[RAW DATA Boundary: Start]

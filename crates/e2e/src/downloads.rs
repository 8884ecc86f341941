//! Exported floorplan lifecycle: locating, hashing and removing the file
//! the editor writes into the downloads directory.

use sha2::{Digest, Sha256};
use std::io::ErrorKind;
use std::path::{Path, PathBuf};
use tracing::{debug, info, warn};

use crate::error::E2eResult;

/// The editor names exports `floorplan<suffix>.json`
pub fn exported_file_path(downloads_dir: &Path, suffix: &str) -> PathBuf {
    downloads_dir.join(format!("floorplan{}.json", suffix))
}

/// Hex SHA-256 of a file's contents
pub fn sha256_file(path: &Path) -> E2eResult<String> {
    let bytes = std::fs::read(path)?;
    let mut hasher = Sha256::new();
    hasher.update(&bytes);
    Ok(hex::encode(hasher.finalize()))
}

/// Outcome of removing an exported file
#[derive(Debug, Clone, PartialEq, Eq)]
pub enum Removal {
    Removed,
    Absent,
    Failed(String),
}

/// Delete the exported file if it exists.
///
/// Never fails the caller: teardown runs after failed scenarios too, and a
/// leftover file is only worth a warning.
pub fn remove_exported(path: &Path) -> Removal {
    match std::fs::remove_file(path) {
        Ok(()) => {
            info!("Removed exported floorplan {}", path.display());
            Removal::Removed
        }
        Err(e) if e.kind() == ErrorKind::NotFound => {
            debug!("No exported floorplan at {}", path.display());
            Removal::Absent
        }
        Err(e) => {
            warn!("Could not remove {}: {}", path.display(), e);
            Removal::Failed(e.to_string())
        }
    }
}

#[cfg(test)]
mod tests {
    use super::*;

    #[test]
    fn test_exported_file_path() {
        let path = exported_file_path(Path::new("/home/u/Downloads"), "_nightwatch_exported");
        assert_eq!(
            path,
            PathBuf::from("/home/u/Downloads/floorplan_nightwatch_exported.json")
        );
    }

    #[test]
    fn test_remove_exported() {
        let dir = tempfile::tempdir().unwrap();
        let path = exported_file_path(dir.path(), "_t");
        std::fs::write(&path, "{}").unwrap();

        assert_eq!(remove_exported(&path), Removal::Removed);
        assert!(!path.exists());
        assert_eq!(remove_exported(&path), Removal::Absent);
    }

    #[test]
    fn test_sha256_file() {
        let dir = tempfile::tempdir().unwrap();
        let path = dir.path().join("a.json");
        std::fs::write(&path, "abc").unwrap();
        assert_eq!(
            sha256_file(&path).unwrap(),
            "ba7816bf8f01cfea414140de5dae2223b00361a396177a9cb410ff61f20015ad"
        );
    }
}
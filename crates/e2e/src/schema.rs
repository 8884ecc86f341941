//! JSON Schema validation of floorplan documents

use jsonschema::{Draft, JSONSchema};
use serde_json::Value;
use std::path::Path;
use tracing::debug;

use crate::error::{E2eError, E2eResult};

/// Compiled floorplan schema.
///
/// The geometry schema is written against draft-04, so the draft is pinned
/// rather than sniffed from `$schema`.
pub struct SchemaValidator {
    compiled: JSONSchema,
}

impl SchemaValidator {
    pub fn from_value(schema: &Value) -> E2eResult<Self> {
        let compiled = JSONSchema::options()
            .with_draft(Draft::Draft4)
            .compile(schema)
            .map_err(|e| E2eError::Schema(format!("schema does not compile: {}", e)))?;
        Ok(Self { compiled })
    }

    pub fn from_file(path: &Path) -> E2eResult<Self> {
        let raw = std::fs::read_to_string(path).map_err(|e| {
            E2eError::Schema(format!("cannot read schema {}: {}", path.display(), e))
        })?;
        let schema: Value = serde_json::from_str(&raw)?;
        Self::from_value(&schema)
    }

    /// Validate a document, collecting every violation
    pub fn validate(&self, document: &Value) -> E2eResult<()> {
        let violations: Vec<String> = match self.compiled.validate(document) {
            Ok(()) => return Ok(()),
            Err(errors) => errors
                .map(|e| {
                    let path = e.instance_path.to_string();
                    if path.is_empty() {
                        format!("/: {}", e)
                    } else {
                        format!("{}: {}", path, e)
                    }
                })
                .collect(),
        };
        debug!("{} schema violation(s)", violations.len());
        Err(E2eError::SchemaViolations(violations))
    }

    /// Read a JSON file and validate it
    pub fn validate_file(&self, path: &Path) -> E2eResult<()> {
        let raw = std::fs::read_to_string(path).map_err(|e| {
            E2eError::AssertionFailed(format!(
                "floorplan file was not found at {}: {}",
                path.display(),
                e
            ))
        })?;
        let document: Value = serde_json::from_str(&raw)?;
        self.validate(&document)
    }
}
impl PlaywrightHandle {
    /// Create a new Playwright handle
    pub fn new(config: PlaywrightConfig) -> E2eResult<Self> {
        Self::check_playwright_installed(&config.app_dir)?;
        Ok(Self::unchecked(config))
    }

    /// Create a handle without probing for Playwright
    pub fn unchecked(config: PlaywrightConfig) -> Self {
        Self { config }
    }

    /// Check if Playwright is installed for the application checkout
    pub fn check_playwright_installed(app_dir: &Path) -> E2eResult<()> {
        let output = Command::new("npx")
            .args(["--no-install", "playwright", "--version"])
            .current_dir(app_dir)
            .stdout(Stdio::null())
            .stderr(Stdio::null())
            .status();

        match output {
            Ok(status) if status.success() => Ok(()),
            _ => Err(E2eError::PlaywrightNotFound),
        }
    }

    fn failure_screenshot(&self, session: &str) -> PathBuf {
        self.config
            .screenshot_dir
            .join(format!("{}-failure.png", slug(session)))
    }

    /// Build the Playwright script for one browser session
    pub fn build_script(&self, session: &str, steps: &[TestStep]) -> String {
        let mut script = String::new();

        script.push_str(&format!(
            r#"// session: {session}
const path = require('path');
const {{ chromium, firefox, webkit }} = require('playwright');

const emit = (event) => console.log(JSON.stringify(event));
const downloadsDir = {downloads};
const pageErrors = [];
const downloads = [];
let collectErrors = false;
let scales = null;

{to_px}

const step = async (index, name, body) => {{
  const started = Date.now();
  try {{
    await body();
  }} catch (error) {{
    emit({{
      event: 'step',
      index,
      name,
      ok: false,
      duration_ms: Date.now() - started,
      error: error.message
    }});
    throw error;
  }}
  emit({{ event: 'step', index, name, ok: true, duration_ms: Date.now() - started }});
}};

(async () => {{
  const browser = await {browser}.launch({{ headless: {headless} }});
  const context = await browser.newContext({{
    viewport: {{ width: {width}, height: {height} }},
    acceptDownloads: true
  }});
  const page = await context.newPage();

  page.on('pageerror', (err) => {{
    if (!collectErrors) return;
    pageErrors.push(err.message);
    emit({{ event: 'page_error', message: err.message }});
  }});
  page.on('console', (msg) => {{
    if (!collectErrors || msg.type() !== 'error') return;
    pageErrors.push(msg.text());
    emit({{ event: 'page_error', message: msg.text() }});
  }});
  page.on('download', (download) => {{
    const target = path.join(downloadsDir, download.suggestedFilename());
    downloads.push(download.saveAs(target).then(() => {{
      emit({{ event: 'download', path: target }});
      return target;
    }}));
  }});

  let ok = true;
  try {{
"#,
            session = session.replace('\n', " "),
            to_px = TO_PX_JS,
            downloads = js(&self.config.downloads_dir.to_string_lossy()),
            browser = self.config.browser.as_str(),
            headless = self.config.headless,
            width = self.config.viewport_width,
            height = self.config.viewport_height,
        ));

        for (i, step) in steps.iter().enumerate() {
            script.push_str(&format!(
                "    await step({}, {}, async () => {{\n{}\n    }});\n",
                i,
                js(&step.name()),
                self.step_to_js(step)
            ));
        }

        script.push_str(&format!(
            r#"  }} catch (error) {{
    ok = false;
    try {{ await page.screenshot({{ path: {screenshot} }}); }} catch (_) {{}}
  }} finally {{
    await Promise.allSettled(downloads);
    await browser.close();
    emit({{ event: 'done', ok }});
  }}
  process.exit(ok ? 0 : 1);
}})();
"#,
            screenshot = js(&self.failure_screenshot(session).to_string_lossy()),
        ));

        script
    }

    /// Convert a step to the body of its `step(...)` callback
    fn step_to_js(&self, step: &TestStep) -> String {
        match step {
            TestStep::Navigate { url, wait_for_selector } => {
                let wait = wait_for_selector
                    .as_ref()
                    .map(|s| {
                        format!(
                            "\n      await page.waitForSelector({}, {{ state: 'visible' }});",
                            js(s)
                        )
                    })
                    .unwrap_or_default();
                format!("      await page.goto({});{}", js(url), wait)
            }
            TestStep::Refresh => "      await page.reload();".to_string(),
            TestStep::ResizeWindow { width, height } => {
                format!(
                    "      await page.setViewportSize({{ width: {}, height: {} }});",
                    width, height
                )
            }
            TestStep::SetValue { selector, value, clear } => {
                // Without `clear` the value is typed after the current text
                let type_text = if *clear {
                    format!("        await el.fill({});", js(value))
                } else {
                    format!(
                        concat!(
                            "        await el.focus();\n",
                            "        await el.press('End');\n",
                            "        await el.pressSequentially({});"
                        ),
                        js(value)
                    )
                };
                format!(
                    r#"      const el = page.locator({sel}).first();
      if ((await el.getAttribute('type')) === 'file') {{
        await el.setInputFiles({value});
      }} else {{
{type_text}
      }}"#,
                    sel = js(selector),
                    value = js(value),
                    type_text = type_text
                )
            }
            TestStep::WaitVisible { selector, timeout_ms } => {
                format!(
                    "      await page.waitForSelector({}, {{ state: 'visible', timeout: {} }});",
                    js(selector),
                    timeout_ms
                )
            }
            TestStep::Click { selector, timeout_ms } => {
                format!(
                    "      await page.click({}, {{ timeout: {} }});",
                    js(selector),
                    timeout_ms.unwrap_or(self.config.click_timeout_ms)
                )
            }
            TestStep::Pause { ms } => format!("      await page.waitForTimeout({});", ms),
            TestStep::Evaluate { script, capture } => {
                let expr = format!("(() => {{ {} }})()", script);
                let record = capture
                    .as_ref()
                    .map(|name| {
                        format!(
                            "\n      emit({{ event: 'capture', name: {}, value: {} }});",
                            js(name),
                            "value === undefined ? null : value"
                        )
                    })
                    .unwrap_or_default();
                format!("      const value = await page.evaluate({});{}", js(&expr), record)
            }
            TestStep::FailOnError => "      collectErrors = true;".to_string(),
            TestStep::SetFlagOnError => {
                format!("      await page.evaluate({});", js(FLAG_ON_ERROR_JS))
            }
            TestStep::CheckForErrors => CHECK_FOR_ERRORS_JS.to_string(),
            TestStep::GetScales { grid_selector } => {
                format!(
                    "      scales = await page.evaluate({});\n      {}",
                    js(&scales_js(grid_selector)),
                    "emit({ event: 'capture', name: 'scales', value: scales });"
                )
            }
            TestStep::DrawSquare { x, y, side } => {
                format!(
                    r#"      if (!scales) throw new Error('draw_square needs get_scales first');
      const corners = [
        [{x}, {y}],
        [{x} + {s}, {y}],
        [{x} + {s}, {y} + {s}],
        [{x}, {y} + {s}],
        [{x}, {y}],
      ];
      for (const [cx, cy] of corners) {{
        const p = toPx(cx, cy);
        await page.mouse.click(p.x, p.y);
      }}"#,
                    x = x,
                    y = y,
                    s = side
                )
            }
            TestStep::AwaitDownloads { timeout_ms } => {
                format!(
                    r#"      if (downloads.length === 0) {{
        await page.waitForEvent('download', {{ timeout: {t} }}).catch(() => {{
          throw new Error('no download was started within {t} ms');
        }});
      }}
      await Promise.all(downloads);"#,
                    t = timeout_ms
                )
            }
            TestStep::Log { message } => {
                format!("      emit({{ event: 'log', message: {} }});", js(message))
            }
        }
    }

    /// Execute a script via Node and return its stdout
    pub async fn run_script(&self, script: &str) -> E2eResult<String> {
        let temp_dir = tempfile::tempdir()?;
        let script_path = temp_dir.path().join("session.js");
        std::fs::write(&script_path, script)?;
        std::fs::create_dir_all(&self.config.downloads_dir)?;
        std::fs::create_dir_all(&self.config.screenshot_dir)?;

        debug!("Running Playwright script: {}", script_path.display());

        let mut cmd = TokioCommand::new("node");
        cmd.arg(&script_path)
            .current_dir(&self.config.app_dir)
            .env("NODE_PATH", self.config.app_dir.join("node_modules"))
            .kill_on_drop(true);

        let output = tokio::time::timeout(self.config.session_timeout, cmd.output())
            .await
            .map_err(|_| {
                E2eError::Playwright(format!(
                    "browser session exceeded {:?}",
                    self.config.session_timeout
                ))
            })??;

        let stdout = String::from_utf8_lossy(&output.stdout).to_string();
        if !output.status.success() {
            let stderr = String::from_utf8_lossy(&output.stderr);
            if !stderr.trim().is_empty() {
                debug!("Playwright stderr:\n{}", stderr);
            }
            if !stdout.contains(r#""event":"done""#) {
                return Err(E2eError::Playwright(format!(
                    "Script failed:\nstdout: {}\nstderr: {}",
                    stdout, stderr
                )));
            }
        }

        Ok(stdout)
    }

    /// Run steps in one browser session
    pub async fn run_steps(
        &self,
        session: &str,
        steps: &[TestStep],
    ) -> E2eResult<SessionOutcome> {
        let script = self.build_script(session, steps);
        let stdout = self.run_script(&script).await?;
        let mut outcome = SessionOutcome::from_events(parse_events(&stdout));

        if outcome.failed_step().is_some() {
            let shot = self.failure_screenshot(session);
            if shot.exists() {
                outcome.screenshot = Some(shot);
            }
        } else if !outcome.completed {
            warn!("Session '{}' ended without reporting completion", session);
            return Err(E2eError::Playwright(format!(
                "session '{}' did not complete",
                session
            )));
        }

        Ok(outcome)
    }
}
//! Floorplan editor E2E test framework
//!
//! This crate drives the floorplan editor's import and export through a real
//! browser:
//! - Attaches to (or spawns) the editor's dev server
//! - Controls Playwright by rendering each scenario into a Node script
//! - Parses declarative YAML suites with shared setup and teardown
//! - Validates exported floorplans against the geometry JSON Schema
//!
//! # Architecture
//!
//! ```text
//! ┌─────────────────────────────────────────────────────────────┐
//! │                    E2E Test Runner (Rust)                   │
//! ├─────────────────────────────────────────────────────────────┤
//! │  TestRunner                                                 │
//! │    ├── start_server() -> DevServer                          │
//! │    ├── run_scenario(suite, scenario) -> ScenarioResult      │
//! │    │     ├── PlaywrightHandle::run_steps -> SessionOutcome  │
//! │    │     ├── check_all(expect) -> failures                  │
//! │    │     └── remove_exported()  (always)                    │
//! │    └── write_results(SuiteResult)                           │
//! ├─────────────────────────────────────────────────────────────┤
//! │  Suite (YAML)                                               │
//! │    ├── setup: [TestStep]                                    │
//! │    ├── scenarios: [{ name, steps, expect }]                 │
//! │    └── teardown: { remove_exported }                        │
//! └─────────────────────────────────────────────────────────────┘
//! ```

pub mod assertions;
pub mod config;
pub mod downloads;
pub mod error;
pub mod playwright;
pub mod runner;
pub mod schema;
pub mod server;
pub mod spec;

pub use config::SuiteConfig;
pub use error::{E2eError, E2eResult};
pub use runner::TestRunner;
pub use spec::{Expectation, Scenario, Suite, TestStep};

/// The import/export suite shipped with this crate
pub const IMPORT_FLOORPLANS_SUITE: &str = include_str!("../specs/import_floorplans.yaml");
//! Error types for E2E testing

use thiserror::Error;

#[derive(Error, Debug)]
pub enum E2eError {
    #[error("Dev server failed to start: {0}")]
    ServerStartup(String),

    #[error("Dev server at {url} not reachable after {attempts} attempts")]
    ServerUnreachable { url: String, attempts: usize },

    #[error("Playwright not found. Install with: npx playwright install")]
    PlaywrightNotFound,

    #[error("Playwright error: {0}")]
    Playwright(String),

    #[error("Suite parse error: {0}")]
    SpecParse(String),

    #[error("Unknown variable in suite: ${{{0}}}")]
    UnknownVariable(String),

    #[error("Step failed: {step} - {reason}")]
    StepFailed { step: String, reason: String },

    #[error("Assertion failed: {0}")]
    AssertionFailed(String),

    #[error("Schema error: {0}")]
    Schema(String),

    #[error("schema failed to validate:\n{}", .0.join("\n"))]
    SchemaViolations(Vec<String>),

    #[error("Config error: {0}")]
    Config(String),

    #[error("IO error: {0}")]
    Io(#[from] std::io::Error),

    #[error("JSON error: {0}")]
    Json(#[from] serde_json::Error),

    #[error("YAML error: {0}")]
    Yaml(#[from] serde_yaml::Error),

    #[error("TOML error: {0}")]
    Toml(#[from] toml::de::Error),

    #[error("HTTP error: {0}")]
    Http(#[from] reqwest::Error),
}

pub type E2eResult<T> = Result<T, E2eError>;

[RAW DATA Boundary: End]

◆ **WHAT IS NEEDED**: Copy out each line in the preceding records that contains "JSONSchema".

◆ **COMPLETED TASK**:
use jsonschema::{Draft, JSONSchema};
    compiled: JSONSchema,
        let compiled = JSONSchema::options()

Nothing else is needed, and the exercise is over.